While he used crypto as an umbrella term in his statement, the hedge fund billionaire is one of the most vocal supporters of the most prominent and valuable cryptocurrency -- Bitcoin (BTC 0.94%). Jones has repeatedly claimed that he allocates about 2% of his massive portfolio to Bitcoin and could see merit in dedicating 5% of a portfolio to Bitcoin exposure.

Jones thinks Bitcoin has a bright future even if it's down more than 60% on the year. He has two primary hypotheses surrounding the promise of Bitcoin and how it will further cement itself as a legitimate asset in the coming years.

Jones' case for Bitcoin

The first has to do with what he calls intellectual capital, which refers to the growing movement of intelligent and talented individuals into the crypto industry. Jones believes that the world's most talented engineers, developers, and entrepreneurs are recognizing the potential that crypto has in an increasingly digital world and are starting to take more jobs in the industry. It's similar to a trend that happened in the 1990s, when the internet was undergoing massive development.

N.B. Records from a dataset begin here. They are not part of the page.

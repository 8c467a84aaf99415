//! `mcda` - evaluate a decision problem file and print the report as JSON.
//!
//! ```text
//! mcda <problem-file> [--config <file>] [--session <uuid>]
//! ```
//!
//! `--session` tags the report and its event with a caller-chosen session id.

use std::path::PathBuf;
use std::process::ExitCode;

use thiserror::Error;
use tracing::{error, info};

use mcda_engine::application::{
    DecisionProblem, EvaluateDecisionCommand, EvaluateDecisionHandler, ProblemError,
};
use mcda_engine::config::{AppConfig, ConfigError, LoggingConfig};
use mcda_engine::domain::foundation::{AnalysisError, SessionId};

const USAGE: &str = "usage: mcda <problem-file> [--config <file>] [--session <uuid>]";

#[derive(Debug, Error)]
enum CliError {
    #[error("{0}\n{}", USAGE)]
    Usage(String),

    #[error(transparent)]
    Config(#[from] ConfigError),

    #[error(transparent)]
    Problem(#[from] ProblemError),

    #[error("{} - {}", .0.code(), .0)]
    Analysis(#[from] AnalysisError),

    #[error("Failed to render report: {0}")]
    Output(#[from] serde_json::Error),
}

#[derive(Debug, PartialEq)]
struct CliArgs {
    problem: PathBuf,
    config: Option<PathBuf>,
    session: Option<SessionId>,
}

fn parse_args(args: impl IntoIterator<Item = String>) -> Result<CliArgs, CliError> {
    let mut problem = None;
    let mut config = None;
    let mut session = None;
    let mut args = args.into_iter();

    while let Some(arg) = args.next() {
        match arg.as_str() {
            "--config" | "-c" => {
                let path = args
                    .next()
                    .ok_or_else(|| CliError::Usage("--config needs a file".to_string()))?;
                config = Some(PathBuf::from(path));
            }
            "--session" | "-s" => {
                let id = args
                    .next()
                    .ok_or_else(|| CliError::Usage("--session needs a uuid".to_string()))?;
                let id = id
                    .parse::<SessionId>()
                    .map_err(|err| CliError::Usage(format!("invalid session id '{}': {}", id, err)))?;
                session = Some(id);
            }
            "--help" | "-h" => return Err(CliError::Usage("help requested".to_string())),
            flag if flag.starts_with('-') => {
                return Err(CliError::Usage(format!("unknown option '{}'", flag)));
            }
            _ if problem.is_some() => {
                return Err(CliError::Usage(format!("unexpected argument '{}'", arg)));
            }
            _ => problem = Some(PathBuf::from(arg)),
        }
    }

    let problem = problem.ok_or_else(|| CliError::Usage("missing problem file".to_string()))?;
    Ok(CliArgs {
        problem,
        config,
        session,
    })
}

fn init_tracing(logging: &LoggingConfig) -> Result<(), ConfigError> {
    let filter = logging.env_filter()?;
    let builder = tracing_subscriber::fmt()
        .with_env_filter(filter)
        .with_writer(std::io::stderr);
    if logging.json {
        builder.json().init();
    } else {
        builder.init();
    }
    Ok(())
}

fn run(args: CliArgs) -> Result<String, CliError> {
    let config = match &args.config {
        Some(path) => AppConfig::load_with_file(path)?,
        None => AppConfig::load()?,
    };
    config.validate().map_err(ConfigError::from)?;
    init_tracing(&config.logging)?;

    info!(problem = %args.problem.display(), strategy = ?config.engine.strategy, "Loading problem");
    let problem = DecisionProblem::from_path(&args.problem)?;

    let handler = EvaluateDecisionHandler::new(config.engine.context());
    let result = handler.handle(EvaluateDecisionCommand {
        problem,
        session_id: args.session,
    })?;

    Ok(serde_json::to_string_pretty(&result)?)
}

fn main() -> ExitCode {
    let outcome = parse_args(std::env::args().skip(1)).and_then(run);
    match outcome {
        Ok(report) => {
            println!("{}", report);
            ExitCode::SUCCESS
        }
        Err(err) => {
            error!(error = %err, "Evaluation failed");
            eprintln!("mcda: {}", err);
            match err {
                CliError::Usage(_) => ExitCode::from(2),
                _ => ExitCode::FAILURE,
            }
        }
    }
}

The second reason he is confident that Bitcoin will continue to grow has to do with the current macroeconomic and political environment that is unfolding today. In an interview on CNBC this week, Jones highlighted that the current decade is already shaping up to be vastly different from the last one (2010 to 2019), which was dominated by central bank experimentation of monetary policy. In his view, the dominant theme of the coming decade will consist of economies around the world dealing with the repercussions of this experimentation.

When periods of economic instability occur, as we saw during the Great Recession and the Covid-19 pandemic, the federal government steps in to keep the economy afloat. To stimulate the economy, the government uses various financial mechanisms, and Jones' concern is that the consequences of implementing these policies aren't always been fully understood. 

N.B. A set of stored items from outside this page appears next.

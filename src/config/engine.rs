//! Engine configuration

use serde::Deserialize;

use super::error::ValidationError;
use crate::domain::analysis::{
    DecisionContext, DegenerateColumnPolicy, DerivationStrategy, InconsistencyPolicy,
    DEFAULT_POWER_MAX_ITERATIONS, DEFAULT_POWER_TOLERANCE,
};

/// Priority derivation algorithm, as named in configuration
#[derive(Debug, Clone, Copy, Deserialize, PartialEq, Eq, Default)]
#[serde(rename_all = "snake_case")]
pub enum StrategyKind {
    #[default]
    Eigenvector,
    PowerIteration,
    ColumnAverage,
}

/// Algorithms and policies applied to every evaluation
#[derive(Debug, Clone, Deserialize)]
pub struct EngineConfig {
    /// Priority derivation algorithm
    #[serde(default)]
    pub strategy: StrategyKind,

    /// Convergence tolerance for power iteration
    #[serde(default = "default_power_tolerance")]
    pub power_tolerance: f64,

    /// Iteration cap for power iteration
    #[serde(default = "default_power_max_iterations")]
    pub power_max_iterations: usize,

    /// Handling of criteria whose judgments are inconsistent
    #[serde(default)]
    pub inconsistency_policy: InconsistencyPolicy,

    /// Handling of columns with a zero normalization factor
    #[serde(default)]
    pub degenerate_column_policy: DegenerateColumnPolicy,
}

impl EngineConfig {
    /// Resolve the configured strategy with its parameters
    pub fn strategy(&self) -> DerivationStrategy {
        match self.strategy {
            StrategyKind::Eigenvector => DerivationStrategy::Eigenvector,
            StrategyKind::PowerIteration => DerivationStrategy::PowerIteration {
                tolerance: self.power_tolerance,
                max_iterations: self.power_max_iterations,
            },
            StrategyKind::ColumnAverage => DerivationStrategy::ColumnAverage,
        }
    }

    /// Build the decision context passed to every method
    pub fn context(&self) -> DecisionContext {
        DecisionContext::new(
            self.strategy(),
            self.degenerate_column_policy,
            self.inconsistency_policy,
        )
    }

    /// Validate engine configuration
    pub fn validate(&self) -> Result<(), ValidationError> {
        if !self.power_tolerance.is_finite() || self.power_tolerance <= 0.0 {
            return Err(ValidationError::InvalidPowerTolerance(self.power_tolerance));
        }
        if self.power_max_iterations == 0 {
            return Err(ValidationError::InvalidIterationLimit);
        }
        Ok(())
    }
}

impl Default for EngineConfig {
    fn default() -> Self {
        Self {
            strategy: StrategyKind::default(),
            power_tolerance: default_power_tolerance(),
            power_max_iterations: default_power_max_iterations(),
            inconsistency_policy: InconsistencyPolicy::default(),
            degenerate_column_policy: DegenerateColumnPolicy::default(),
        }
    }
}

fn default_power_tolerance() -> f64 {
    DEFAULT_POWER_TOLERANCE
}

fn default_power_max_iterations() -> usize {
    DEFAULT_POWER_MAX_ITERATIONS
}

A hedge against government monetary intervention

The primary tools that the federal government has at its disposal to incentivize economic growth are cutting interest rates and more recently quantitative easing.

Quantitative easing puts more money into circulation through the direct purchases by the central bank of government-backed securities, such as bonds. This approach was used when, with interest rates near zero, the government needed to further stimulate the economy. These injections of liquidity into the economy, under the aegis of the Federal Reserve, then allow banks to lend more and on easier terms.  

Jones bases his conviction in Bitcoin because of the potential consequences of this monetary policy. Until the last decade or so, a central bank had never engaged in this kind of policy experimentation. The depth and extent of the effects from this policy are not fully known or understood. Look no further than the argument by Fed officials that rising inflation in early 2021 was "transitory," though it has persisted and now is near a four-decade high. 

Jones believes the remainder of the 2020s will be dominated by those repercussions. As they become more evident, he thinks that more people will come to find assets like Bitcoin more desirable because it isn't subject to gamesmanship. Bitcoin's supply is finite; it can't be controlled or tampered with to serve the needs of a particular nation, and it can be accessed by anyone with an internet connection. 

For those reasons, Jones still thinks there is an investment opportunity even if the 2020s "will be just the opposite of what we experienced in the last decade." Instead, the opportunity will be in Bitcoin and not your typical stock or bond.

Keep it simple

Investing doesn't have to be complicated. Gaining insight into these types of macro trends from the world's most successful investors is an easy way to keep tabs on current developments and opportunities. 

As one of the world's most prominent investors, Paul Tudor Jones thinks that an increasingly digital world and the realization of monetary-policy experimentation will lead to a greater desire for an asset like Bitcoin -- one that could send it to prices "much higher than it is today." Buying at today's prices could be a great opportunity to prepare for an economy that Jones thinks we might be living with for the rest of the decade.